Bad Meinberg - Alter Krug
Meinberg (since 1970 part of Horn-Bad Meinberg) was first mentioned in 978.
Meinberg is then mentioned as a spa in 1676, when Andreas von Keil (called "Cunaeus") recommends the water of the Meinberg "health well" . In 1762 Johann Erhard Trampel (1737-1817) was commissioned by Count Simon August to investigate the springs. Trampel then was the driving force behind the development of the farming village into a spa. He probably knew near Pyrmont (today Bad Pyrmont), that already had developed into a place where the "jet-set" of the time met, as there was already a casino.

In 1767, Meinberg was officially designated a "health resort" by a decree of the count; in that year. Hotels had to be built to accommodate the guests.

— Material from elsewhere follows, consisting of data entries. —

// SPDX-License-Identifier: MIT
// Copyright 2026 Roland Dreier <roland@rolandd.dev>

//! Session token issuance and verification.
//!
//! Tokens are HS256 JWTs carrying the user ID as `sub`. They are stateless:
//! the server keeps no session table, so a token stays valid until it
//! expires even after the client logs out.

use axum_extra::extract::cookie::{Cookie, SameSite};
use jsonwebtoken::{decode, encode, Algorithm, DecodingKey, EncodingKey, Header, Validation};
use serde::{Deserialize, Serialize};
use uuid::Uuid;

use crate::error::{AppError, Result};

/// Name of the session cookie.
pub const SESSION_COOKIE: &str = "jwt";

/// Session lifetime.
pub const SESSION_TTL_DAYS: i64 = 15;

/// JWT claims structure.
#[derive(Debug, Serialize, Deserialize, Clone)]
pub struct Claims {
    /// Subject (user ID)
    pub sub: String,
    /// Expiration time (Unix timestamp)
    pub exp: usize,
    /// Issued at (Unix timestamp)
    pub iat: usize,
}

impl Claims {
    pub fn user_id(&self) -> Result<Uuid> {
        Uuid::parse_str(&self.sub).map_err(|_| AppError::InvalidToken)
    }
}

/// Issues and checks session tokens with the server secret.
#[derive(Clone)]
pub struct TokenService {
    encoding_key: EncodingKey,
    decoding_key: DecodingKey,
    secure_cookies: bool,
}

impl TokenService {
    pub fn new(signing_key: &[u8], secure_cookies: bool) -> Self {
        Self {
            encoding_key: EncodingKey::from_secret(signing_key),
            decoding_key: DecodingKey::from_secret(signing_key),
            secure_cookies,
        }
    }

    /// Create a token for `user_id` expiring [`SESSION_TTL_DAYS`] from now.
    pub fn issue(&self, user_id: Uuid) -> Result<String> {
        self.issue_at(user_id, chrono::Utc::now())
    }

    /// Create a token as if issued at `issued_at`.
    pub fn issue_at(&self, user_id: Uuid, issued_at: chrono::DateTime<chrono::Utc>) -> Result<String> {
        let iat = issued_at.timestamp();
        let exp = (issued_at + chrono::Duration::days(SESSION_TTL_DAYS)).timestamp();

        let claims = Claims {
            sub: user_id.to_string(),
            iat: iat.max(0) as usize,
            exp: exp.max(0) as usize,
        };

        encode(&Header::new(Algorithm::HS256), &claims, &self.encoding_key)
            .map_err(|e| AppError::Internal(anyhow::anyhow!("JWT creation failed: {}", e)))
    }

    /// Check signature and expiry. Expiry is exact, with no clock leeway.
    pub fn verify(&self, token: &str) -> Result<Claims> {
        let mut validation = Validation::new(Algorithm::HS256);
        validation.leeway = 0;

        decode::<Claims>(token, &self.decoding_key, &validation)
            .map(|data| data.claims)
            .map_err(|e| {
                tracing::warn!(error = %e, "Rejected session token");
                AppError::InvalidToken
            })
    }

    /// Cookie carrying a freshly issued token.
    pub fn session_cookie(&self, token: String) -> Cookie<'static> {
        Cookie::build((SESSION_COOKIE, token))
            .path("/")
            .http_only(true)
            .same_site(SameSite::Strict)
            .secure(self.secure_cookies)
            .max_age(time::Duration::days(SESSION_TTL_DAYS))
            .build()
    }

    /// Cookie that overwrites the session cookie with an empty, already
    /// expired value. The token itself is not revoked.
    pub fn cleared_cookie(&self) -> Cookie<'static> {
        Cookie::build((SESSION_COOKIE, ""))
            .path("/")
            .http_only(true)
            .same_site(SameSite::Strict)
            .secure(self.secure_cookies)
            .max_age(time::Duration::ZERO)
            .build()
    }
}

#[cfg(test)]
mod tests {
    use super::*;

    const KEY: &[u8] = b"test_signing_key_32_bytes_long!!";

    #[test]
    fn test_issue_verify_roundtrip() {
        let service = TokenService::new(KEY, false);
        let user_id = Uuid::new_v4();

        let token = service.issue(user_id).unwrap();
        let claims = service.verify(&token).unwrap();

        assert_eq!(claims.user_id().unwrap(), user_id);
        assert_eq!(
            claims.exp - claims.iat,
            (SESSION_TTL_DAYS * 24 * 60 * 60) as usize
        );
    }

    #[test]
    fn test_expired_token_rejected() {
        let service = TokenService::new(KEY, false);
        let issued = chrono::Utc::now() - chrono::Duration::days(SESSION_TTL_DAYS + 1);
        let token = service.issue_at(Uuid::new_v4(), issued).unwrap();

        assert!(matches!(service.verify(&token), Err(AppError::InvalidToken)));
    }

    #[test]
    fn test_token_rejected_just_after_expiry() {
        let service = TokenService::new(KEY, false);
        let issued = chrono::Utc::now()
            - chrono::Duration::days(SESSION_TTL_DAYS)
            - chrono::Duration::seconds(5);
        let token = service.issue_at(Uuid::new_v4(), issued).unwrap();

        assert!(matches!(service.verify(&token), Err(AppError::InvalidToken)));
    }

    #[test]
    fn test_token_from_other_key_rejected() {
        let issuer = TokenService::new(b"another_key_that_is_long_enough!", false);
        let verifier = TokenService::new(KEY, false);
        let token = issuer.issue(Uuid::new_v4()).unwrap();

        assert!(matches!(verifier.verify(&token), Err(AppError::InvalidToken)));
    }

    #[test]
    fn test_session_cookie_attributes() {
        let service = TokenService::new(KEY, false);
        let cookie = service.session_cookie("abc".to_string()).to_string();

        assert!(cookie.starts_with("jwt=abc"));
        assert!(cookie.contains("HttpOnly"));
        assert!(cookie.contains("SameSite=Strict"));
        assert!(cookie.contains("Path=/"));
        assert!(cookie.contains("Max-Age=1296000"));
        assert!(!cookie.contains("Secure"));
    }

    #[test]
    fn test_cleared_cookie_attributes() {
        let service = TokenService::new(KEY, true);
        let cookie = service.cleared_cookie().to_string();

        assert!(cookie.starts_with("jwt=;"));
        assert!(cookie.contains("Max-Age=0"));
        assert!(cookie.contains("Secure"));
    }
}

The historic spa park was laid out in 1770.

Trampel´s successors laid the foundations for the mud spa, which proved to be a success but it took until 1900 to count 1000 spa guests in one season for the first time.

The increasing numbers of spa guests led to a building boom i the late 1950s and again in the 1970s and 1980s, when three large spa clinics were built. In 1992, the number of spa guests reached its highest level ever with almost 38,000. Since then, due to the structural reform in the health care system, the numbers declined sharply, and at the end of the 1990s, the three spa clinics gradually closed.

The half-timbered house looks a bit run down.

Carved into a beam above the door is the number "1610". Below (barely readable) "Alter Krug". So this was once a pub in which the men took the morning pint on Sundays after the church service (the church is in the backdrop).

Perhaps the declining piety, in the end, led to the closure of the pub. On the left side of the building was a laundry - as there is the word "Wäscherei".